L'effet principal de ses diverses déclarations internationales a donc été de renforcer les préjugés de ceux qui détestent déjà ou se méfient de l'islam. Cette approche a envoyé le message clair aux musulmans britanniques que son gouvernement s’intéresse aux conférences, mais pas au dialogue.
Ce message a été renforcé par l'échec systémique de David Cameron à accorder une attention sérieuse aux voix musulmanes traditionnelles. Incroyablement, il n’est entré dans une mosquée qu'une seule fois au cours des cinq années de son mandat. C’est le record misérable d'un Premier ministre qui a affirmé à plusieurs reprises qu'il chérissait les minorités britanniques.
Le discours du Premier ministre sur l'islam hier a eu lieu à Birmingham. La décision de se trouver en Grande-Bretagne était en elle-même un grand pas en avant. Cela devrait être apprécié. Le Premier ministre a explicitement reconnu qu'il n'y a pas de contradiction entre l'Islam et les valeurs britanniques.
C’est une déclaration qui va décevoir certains de ses partisans conservateurs, qui avaient argué avec une confiance croissante que la fidélité à l'État britannique ne peut pas se concilier avec la foi musulmane.
Cameron a même reconnu, à quelque chose près, que les musulmans peuvent être soumis à l'islamophobie : « Nous devons lutter ensemble contre les théories du complot à propos de nos communautés musulmanes, je sais trop quelle douleur elles peuvent causer. »
En général, cependant, l'analyse du Premier ministre reste à ce point viciée que l’on pourrait la qualifier de délirante. Comme Tony Blair avant lui, le Premier ministre est réticent ou incapable d’accepter les liens prouvés entre la politique étrangère occidentale et le terrorisme domestique.
Cet échec est particulièrement déroutant parce que les responsables du renseignement qui conseillent le Premier ministre ont été clairs pendant de nombreuses années sur l’existence d’un lien.
Pour le Premier ministre, le problème a très peu à voir avec la réalité. En fait, cela se résume à un seul concept qu'il appelle « l'extrémisme islamiste ».
Il y a d'énormes problèmes intellectuels avec l'analyse de M. Cameron, et il n'a même pas commencé à les résoudre dans le discours d'hier.
Le premier problème concerne la définition. David Cameron pense que des extrémistes entretiennent « des idées hostiles aux valeurs libérales fondamentales telles que la démocratie, la liberté et l'égalité des sexes ».
Selon cette définition, Tim Farron, le leader libéral-démocrate nouvellement élu qui n’accepte pas le mariage homosexuel en raison de sa foi chrétienne, est sans aucun doute un extrémiste.
Les fervents croyants sont ainsi dans la plupart, sinon toutes les religions du monde.

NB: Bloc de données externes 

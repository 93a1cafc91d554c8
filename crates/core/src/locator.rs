//! Textual locators of the form `scheme:apiVersion/kind/namespace/name[?key=value&...]`.

use std::collections::BTreeMap;
use std::fmt;
use std::str::FromStr;

use serde::Serialize;

/// Query key selecting a port by name.
pub const PORT_NAME_PARAM: &str = "port-name";

#[derive(Debug, Clone, PartialEq, Eq, thiserror::Error)]
pub enum ParseError {
    #[error("locator has no scheme prefix (expect `scheme:apiVersion/kind/namespace/name`)")]
    MissingScheme,
    #[error("locator path is incomplete (expect apiVersion/kind/namespace/name)")]
    MissingSegments,
    #[error("locator {0} segment is empty")]
    EmptySegment(&'static str),
    #[error("invalid apiVersion `{0}` (expect v1 or group/v1)")]
    ApiVersion(String),
    #[error("malformed query parameter `{0}` (expect key=value)")]
    MalformedQuery(String),
}

/// Parsed locator. Fields are fixed at parse time.
#[derive(Debug, Clone, PartialEq, Eq, Serialize)]
pub struct Locator {
    scheme: String,
    api_version: String,
    kind: String,
    namespace: String,
    name: String,
    query_params: BTreeMap<String, String>,
}

impl Locator {
    pub fn parse(text: &str) -> Result<Self, ParseError> {
        let (scheme, rest) = text.split_once(':').ok_or(ParseError::MissingScheme)?;
        if scheme.is_empty() {
            return Err(ParseError::MissingScheme);
        }
        let (path, query) = match rest.split_once('?') {
            Some((p, q)) => (p, Some(q)),
            None => (rest, None),
        };

        let segments: Vec<&str> = path.split('/').collect();
        if segments.len() < 4 {
            return Err(ParseError::MissingSegments);
        }
        let (gv, tail) = segments.split_at(segments.len() - 3);
        let api_version = parse_api_version(gv)?;
        let kind = non_empty(tail[0], "kind")?;
        let namespace = non_empty(tail[1], "namespace")?;
        let name = non_empty(tail[2], "name")?;

        let mut query_params = BTreeMap::new();
        if let Some(query) = query.filter(|q| !q.is_empty()) {
            for token in query.split('&') {
                match token.split_once('=') {
                    Some((k, v)) if !k.is_empty() && !v.is_empty() => {
                        query_params.insert(k.to_string(), v.to_string());
                    }
                    _ => return Err(ParseError::MalformedQuery(token.to_string())),
                }
            }
        }

        Ok(Self {
            scheme: scheme.to_string(),
            api_version,
            kind: kind.to_string(),
            namespace: namespace.to_string(),
            name: name.to_string(),
            query_params,
        })
    }

    pub fn scheme(&self) -> &str { &self.scheme }
    pub fn api_version(&self) -> &str { &self.api_version }
    pub fn kind(&self) -> &str { &self.kind }
    pub fn namespace(&self) -> &str { &self.namespace }
    pub fn name(&self) -> &str { &self.name }
    pub fn query_params(&self) -> &BTreeMap<String, String> { &self.query_params }

    /// API group, empty for the core group (`v1`).
    pub fn group(&self) -> &str {
        self.api_version.split_once('/').map(|(g, _)| g).unwrap_or("")
    }

    pub fn query_param(&self, key: &str) -> Option<&str> {
        self.query_params.get(key).map(String::as_str)
    }

    /// Requested port name (`?port-name=`), if any.
    pub fn port_name(&self) -> Option<&str> {
        self.query_param(PORT_NAME_PARAM)
    }
}

fn non_empty<'a>(segment: &'a str, what: &'static str) -> Result<&'a str, ParseError> {
    if segment.is_empty() {
        Err(ParseError::EmptySegment(what))
    } else {
        Ok(segment)
    }
}

fn parse_api_version(gv: &[&str]) -> Result<String, ParseError> {
    match gv {
        [version] => {
            let version = non_empty(version, "apiVersion")?;
            if !is_version(version) {
                return Err(ParseError::ApiVersion(version.to_string()));
            }
            Ok(version.to_string())
        }
        [group, version] => {
            let group = non_empty(group, "apiVersion")?;
            let version = non_empty(version, "apiVersion")?;
            if !is_version(version) {
                return Err(ParseError::ApiVersion(format!("{}/{}", group, version)));
            }
            Ok(format!("{}/{}", group, version))
        }
        _ => Err(ParseError::ApiVersion(gv.join("/"))),
    }
}

/// Kubernetes version strings: `v1`, `v2beta1`, `v1alpha3`.
fn is_version(s: &str) -> bool {
    let Some(rest) = s.strip_prefix('v') else { return false };
    let major_len = rest.bytes().take_while(u8::is_ascii_digit).count();
    if major_len == 0 {
        return false;
    }
    let qualifier = &rest[major_len..];
    if qualifier.is_empty() {
        return true;
    }
    let Some(level) = qualifier.strip_prefix("alpha").or_else(|| qualifier.strip_prefix("beta")) else {
        return false;
    };
    !level.is_empty() && level.bytes().all(|b| b.is_ascii_digit())
}

impl FromStr for Locator {
    type Err = ParseError;

    fn from_str(s: &str) -> Result<Self, Self::Err> {
        Self::parse(s)
    }
}

impl fmt::Display for Locator {
    fn fmt(&self, f: &mut fmt::Formatter<'_>) -> fmt::Result {
        write!(f, "{}:{}/{}/{}/{}", self.scheme, self.api_version, self.kind, self.namespace, self.name)?;
        for (i, (k, v)) in self.query_params.iter().enumerate() {
            let sep = if i == 0 { '?' } else { '&' };
            write!(f, "{}{}={}", sep, k, v)?;
        }
        Ok(())
    }
}

#[cfg(test)]
mod tests {
    use super::*;

    #[test]
    fn parses_grouped_locator_with_port_name() {
        let l = Locator::parse("kubernetes:apps/v1/deployment/my-ns/my-app?port-name=my-custom-port").expect("ok");
        assert_eq!(l.scheme(), "kubernetes");
        assert_eq!(l.api_version(), "apps/v1");
        assert_eq!(l.group(), "apps");
        assert_eq!(l.kind(), "deployment");
        assert_eq!(l.namespace(), "my-ns");
        assert_eq!(l.name(), "my-app");
        assert_eq!(l.port_name(), Some("my-custom-port"));
    }

    #[test]
    fn parses_core_group_locator() {
        let l: Locator = "kubernetes:v1/service/default/web".parse().expect("ok");
        assert_eq!(l.api_version(), "v1");
        assert_eq!(l.group(), "");
        assert_eq!(l.kind(), "service");
        assert!(l.query_params().is_empty());
        assert_eq!(l.port_name(), None);
    }

    #[test]
    fn keeps_unknown_query_keys() {
        let l = Locator::parse("kubernetes:apps/v1/deployment/ns/app?zone=a&port-name=http").expect("ok");
        assert_eq!(l.query_param("zone"), Some("a"));
        assert_eq!(l.port_name(), Some("http"));
    }

    #[test]
    fn last_duplicate_query_key_wins() {
        let l = Locator::parse("kubernetes:apps/v1/deployment/ns/app?port-name=a&port-name=b").expect("ok");
        assert_eq!(l.port_name(), Some("b"));
    }

    #[test]
    fn trailing_question_mark_means_no_params() {
        let l = Locator::parse("kubernetes:apps/v1/deployment/ns/app?").expect("ok");
        assert!(l.query_params().is_empty());
    }

    #[test]
    fn display_renders_canonical_form() {
        let l = Locator::parse("kubernetes:apps/v1/deployment/ns/app?z=1&a=2").expect("ok");
        assert_eq!(l.to_string(), "kubernetes:apps/v1/deployment/ns/app?a=2&z=1");
    }

    #[test]
    fn accepts_prerelease_versions() {
        assert!(Locator::parse("kubernetes:example.io/v1beta2/widget/ns/w").is_ok());
        assert!(Locator::parse("kubernetes:v2alpha1/thing/ns/t").is_ok());
    }

    #[test]
    fn rejects_missing_scheme() {
        assert_eq!(Locator::parse("apps/v1/deployment/ns/app"), Err(ParseError::MissingScheme));
        assert_eq!(Locator::parse(":apps/v1/deployment/ns/app"), Err(ParseError::MissingScheme));
    }

    #[test]
    fn rejects_empty_segments() {
        assert_eq!(Locator::parse("kubernetes:apps/v1/deployment/ns/"), Err(ParseError::EmptySegment("name")));
        assert_eq!(Locator::parse("kubernetes:apps/v1/deployment//app"), Err(ParseError::EmptySegment("namespace")));
        assert_eq!(Locator::parse("kubernetes:apps/v1//ns/app"), Err(ParseError::EmptySegment("kind")));
        assert_eq!(Locator::parse("kubernetes:/v1/deployment/ns/app"), Err(ParseError::EmptySegment("apiVersion")));
    }

    #[test]
    fn rejects_short_or_misaligned_paths() {
        assert_eq!(Locator::parse("kubernetes:v1/service/web"), Err(ParseError::MissingSegments));
        assert_eq!(Locator::parse("kubernetes:"), Err(ParseError::MissingSegments));
        // namespace omitted: "apps" lands in the version slot
        assert_eq!(Locator::parse("kubernetes:apps/v1/deployment/app"), Err(ParseError::ApiVersion("apps".into())));
        assert!(matches!(Locator::parse("kubernetes:a/b/v1/deployment/ns/app"), Err(ParseError::ApiVersion(_))));
    }

    #[test]
    fn rejects_malformed_query() {
        assert_eq!(
            Locator::parse("kubernetes:apps/v1/deployment/ns/app?port-name"),
            Err(ParseError::MalformedQuery("port-name".into()))
        );
        assert_eq!(
            Locator::parse("kubernetes:apps/v1/deployment/ns/app?a=1&&b=2"),
            Err(ParseError::MalformedQuery(String::new()))
        );
        assert!(Locator::parse("kubernetes:apps/v1/deployment/ns/app?=x").is_err());
        assert!(Locator::parse("kubernetes:apps/v1/deployment/ns/app?port-name=").is_err());
    }
}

David Cameron a promis qu'un projet de loi contre l'extrémisme serait publié par le Parlement après sa pause estivale. En l'état actuel des choses, son projet de loi est une vraie pagaille conceptuelle.
Mais il y a un problème encore plus important pour le Premier ministre, s’il veut que quelqu’un prenne ses remarques d'hier au sérieux. Cela concerne la cohérence. Le Premier ministre a donné des leçons aux musulmans hier (pourquoi est-ce seulement des musulmans, et pas les membres d'autres religions, dont on parle de cette façon ?) en disant qu'ils doivent se soumettre aux valeurs libérales de la liberté d'expression, de la démocratie, de l'égalité sexuelle, de tolérance etc.

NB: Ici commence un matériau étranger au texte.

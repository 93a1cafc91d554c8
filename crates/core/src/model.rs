//! Read-only resource records and the resolved endpoint.

use std::collections::BTreeMap;
use std::fmt;

use serde::{Deserialize, Serialize};

use crate::Uid;

/// Workload kinds reachable through the ownership graph.
#[derive(Debug, Clone, Copy, Serialize, Deserialize, PartialEq, Eq, Hash)]
pub enum WorkloadKind {
    /// Deployment -> ReplicaSet -> Pod
    Deployment,
    /// StatefulSet -> Pod
    StatefulSet,
}

impl WorkloadKind {
    pub fn as_str(&self) -> &'static str {
        match self {
            WorkloadKind::Deployment => "Deployment",
            WorkloadKind::StatefulSet => "StatefulSet",
        }
    }

    /// Whether pods hang off an intermediate replica group rather than the workload itself.
    pub fn has_replica_groups(&self) -> bool {
        matches!(self, WorkloadKind::Deployment)
    }
}

impl fmt::Display for WorkloadKind {
    fn fmt(&self, f: &mut fmt::Formatter<'_>) -> fmt::Result {
        f.write_str(self.as_str())
    }
}

/// A container port.
#[derive(Debug, Clone, Serialize, Deserialize, PartialEq, Eq)]
pub struct NamedPort {
    pub name: Option<String>,
    pub port: u16,
}

/// Where a Service port forwards to.
#[derive(Debug, Clone, Serialize, Deserialize, PartialEq, Eq)]
#[serde(untagged)]
pub enum TargetPort {
    Number(u16),
    Name(String),
}

#[derive(Debug, Clone, Serialize, Deserialize, PartialEq, Eq)]
pub struct ServicePort {
    pub name: Option<String>,
    pub port: u16,
    pub target: TargetPort,
}

/// Deployment-like object. `desired_replicas` is the reported (status) count.
#[derive(Debug, Clone, Serialize, Deserialize)]
pub struct WorkloadResource {
    pub uid: Uid,
    pub name: String,
    pub namespace: String,
    pub kind: WorkloadKind,
    pub owner_references: Vec<Uid>,
    pub desired_replicas: i32,
    pub pod_template_labels: BTreeMap<String, String>,
    /// All containers' ports in declaration order.
    pub container_ports: Vec<NamedPort>,
}

#[derive(Debug, Clone, Serialize, Deserialize)]
pub struct ServiceResource {
    pub uid: Uid,
    pub name: String,
    pub namespace: String,
    pub selector: BTreeMap<String, String>,
    pub owner_references: Vec<Uid>,
    /// Cluster IP; `None` for headless Services.
    pub cluster_address: Option<String>,
    pub ports: Vec<ServicePort>,
}

impl ServiceResource {
    /// True when the selector is non-empty and every pair appears in `labels`.
    pub fn selects(&self, labels: &BTreeMap<String, String>) -> bool {
        !self.selector.is_empty() && self.selector.iter().all(|(k, v)| labels.get(k) == Some(v))
    }

    pub fn is_owned_by(&self, uid: &Uid) -> bool {
        self.owner_references.contains(uid)
    }
}

#[derive(Debug, Clone, Serialize, Deserialize)]
pub struct ReplicaGroupResource {
    pub uid: Uid,
    pub name: String,
    pub namespace: String,
    pub owner_references: Vec<Uid>,
}

#[derive(Debug, Clone, Serialize, Deserialize)]
pub struct PodResource {
    pub uid: Uid,
    pub name: String,
    pub namespace: String,
    pub owner_references: Vec<Uid>,
    pub ip: Option<String>,
    pub container_ports: Vec<NamedPort>,
}

/// Resolved network address, rendered as `<scheme>://<host>:<port>`.
#[derive(Debug, Clone, Serialize, Deserialize, PartialEq, Eq, Hash)]
pub struct Endpoint {
    pub scheme: String,
    pub host: String,
    pub port: u16,
}

impl Endpoint {
    pub fn new(scheme: impl Into<String>, host: impl Into<String>, port: u16) -> Self {
        Self { scheme: scheme.into(), host: host.into(), port }
    }
}

impl fmt::Display for Endpoint {
    fn fmt(&self, f: &mut fmt::Formatter<'_>) -> fmt::Result {
        // IPv6 literals need brackets in URLs
        if self.host.contains(':') {
            write!(f, "{}://[{}]:{}", self.scheme, self.host, self.port)
        } else {
            write!(f, "{}://{}:{}", self.scheme, self.host, self.port)
        }
    }
}

#[cfg(test)]
mod tests {
    use super::*;

    fn labels(pairs: &[(&str, &str)]) -> BTreeMap<String, String> {
        pairs.iter().map(|(k, v)| (k.to_string(), v.to_string())).collect()
    }

    fn service(selector: &[(&str, &str)]) -> ServiceResource {
        ServiceResource {
            uid: [1; 16],
            name: "svc".into(),
            namespace: "ns".into(),
            selector: labels(selector),
            owner_references: vec![[9; 16]],
            cluster_address: Some("10.0.0.1".into()),
            ports: Vec::new(),
        }
    }

    #[test]
    fn endpoint_display() {
        assert_eq!(Endpoint::new("http", "10.10.10.11", 80).to_string(), "http://10.10.10.11:80");
        assert_eq!(Endpoint::new("https", "fd00::1", 443).to_string(), "https://[fd00::1]:443");
    }

    #[test]
    fn selector_must_be_subset_of_labels() {
        let pod_labels = labels(&[("app", "web"), ("tier", "front")]);
        assert!(service(&[("app", "web")]).selects(&pod_labels));
        assert!(service(&[("app", "web"), ("tier", "front")]).selects(&pod_labels));
        assert!(!service(&[("app", "web"), ("tier", "back")]).selects(&pod_labels));
        assert!(!service(&[("app", "db")]).selects(&pod_labels));
    }

    #[test]
    fn empty_selector_selects_nothing() {
        assert!(!service(&[]).selects(&labels(&[("app", "web")])));
    }

    #[test]
    fn owner_lookup_uses_uid() {
        let s = service(&[]);
        assert!(s.is_owned_by(&[9; 16]));
        assert!(!s.is_owned_by(&[1; 16]));
    }

    #[test]
    fn target_port_serializes_untagged() {
        let named = serde_json::to_value(TargetPort::Name("http".into())).expect("ser");
        assert_eq!(named, serde_json::json!("http"));
        let num = serde_json::to_value(TargetPort::Number(8080)).expect("ser");
        assert_eq!(num, serde_json::json!(8080));
    }
}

Tout cela est bien beau. Toutefois, les musulmans sont certainement en droit d'attendre que l'Etat britannique lui-même accepte et respecte ces qualités essentielles. Il ne le fait assurément pas en politique étrangère, et surtout pas lorsque la politique étrangère concerne des pays musulmans.
Prenons la crise en Egypte, où le gouvernement Cameron a discrètement approuvé la prise de contrôle militaire qui a évincé Mohamed Morsi, le président démocratiquement élu des Frères musulmans. Les ministres britanniques ont tellement peur d’irriter la junte sanguinaire qui gouverne maintenant le pays qu'ils n’ont même pas utilisé le terme de coup d'Etat pour décrire ce qui est arrivé.

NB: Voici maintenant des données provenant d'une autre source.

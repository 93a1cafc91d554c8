//! Port selection: first port by declared order, or the first exact name match.

use crate::model::{NamedPort, ServicePort};

/// Anything that carries an optional port name and a port number.
pub trait PortCandidate {
    fn port_name(&self) -> Option<&str>;
    fn port_number(&self) -> u16;
}

impl PortCandidate for NamedPort {
    fn port_name(&self) -> Option<&str> { self.name.as_deref() }
    fn port_number(&self) -> u16 { self.port }
}

impl PortCandidate for ServicePort {
    fn port_name(&self) -> Option<&str> { self.name.as_deref() }
    fn port_number(&self) -> u16 { self.port }
}

/// Pick a port from `candidates`.
///
/// With `requested`, returns the first candidate whose name equals it exactly
/// (case-sensitive) or `None`. Without it, returns the first candidate.
pub fn select_port<'a, T: PortCandidate>(candidates: &'a [T], requested: Option<&str>) -> Option<&'a T> {
    match requested {
        Some(name) => candidates.iter().find(|c| c.port_name() == Some(name)),
        None => candidates.first(),
    }
}

#[cfg(test)]
mod tests {
    use super::*;

    fn port(name: Option<&str>, port: u16) -> NamedPort {
        NamedPort { name: name.map(str::to_string), port }
    }

    #[test]
    fn defaults_to_first_declared() {
        let ports = vec![port(Some("metrics"), 9090), port(Some("http"), 8080)];
        assert_eq!(select_port(&ports, None).map(|p| p.port), Some(9090));
    }

    #[test]
    fn named_selection_is_exact() {
        let ports = vec![port(None, 80), port(Some("web"), 8080), port(Some("Web"), 8081), port(Some("web"), 8082)];
        assert_eq!(select_port(&ports, Some("web")).map(|p| p.port), Some(8080));
        assert_eq!(select_port(&ports, Some("Web")).map(|p| p.port), Some(8081));
        assert!(select_port(&ports, Some("WEB")).is_none());
    }

    #[test]
    fn unnamed_ports_never_match_a_name() {
        let ports = vec![port(None, 80)];
        assert!(select_port(&ports, Some("")).is_none());
    }

    #[test]
    fn empty_list_yields_none() {
        let ports: Vec<NamedPort> = Vec::new();
        assert!(select_port(&ports, None).is_none());
        assert!(select_port(&ports, Some("http")).is_none());
    }
}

Depuis la prise de contrôle par les militaires, la liberté d'expression a été supprimée avec une brutalité tout à fait exceptionnelle. Des milliers de personnes ont été assassinées par l'Etat pour avoir protesté contre un régime illégal.
La réponse de David Cameron ? Il a invité le général Sissi à Londres en visite d'Etat. Cette visite est prévue pour plus tard cette année, et est susceptible en effet de se produire à peu près au même moment où le Premier ministre britannique dévoilera son projet de loi de lutte contre l'extrémisme.
L'Arabie saoudite est un exemple typique. Voici un état qui ne connaît pas la signification de la liberté d'expression, qui décapite ses citoyens, tolère les mariages forcés, définit l'opposition politique comme terrorisme, et organise la persécution des homosexuels (l'année dernière un Saoudien a été condamné à trois ans de prison et 450 coups de fouet après avoir été pris alors qu’il utilisait Twitter pour organiser des rencontres avec d'autres hommes : un homme marié trouvé en train de se livrer à des actes homosexuels peut être lapidé à mort). Pourtant, David Cameron traite l'Arabie saoudite comme l'un de nos alliés les plus proches.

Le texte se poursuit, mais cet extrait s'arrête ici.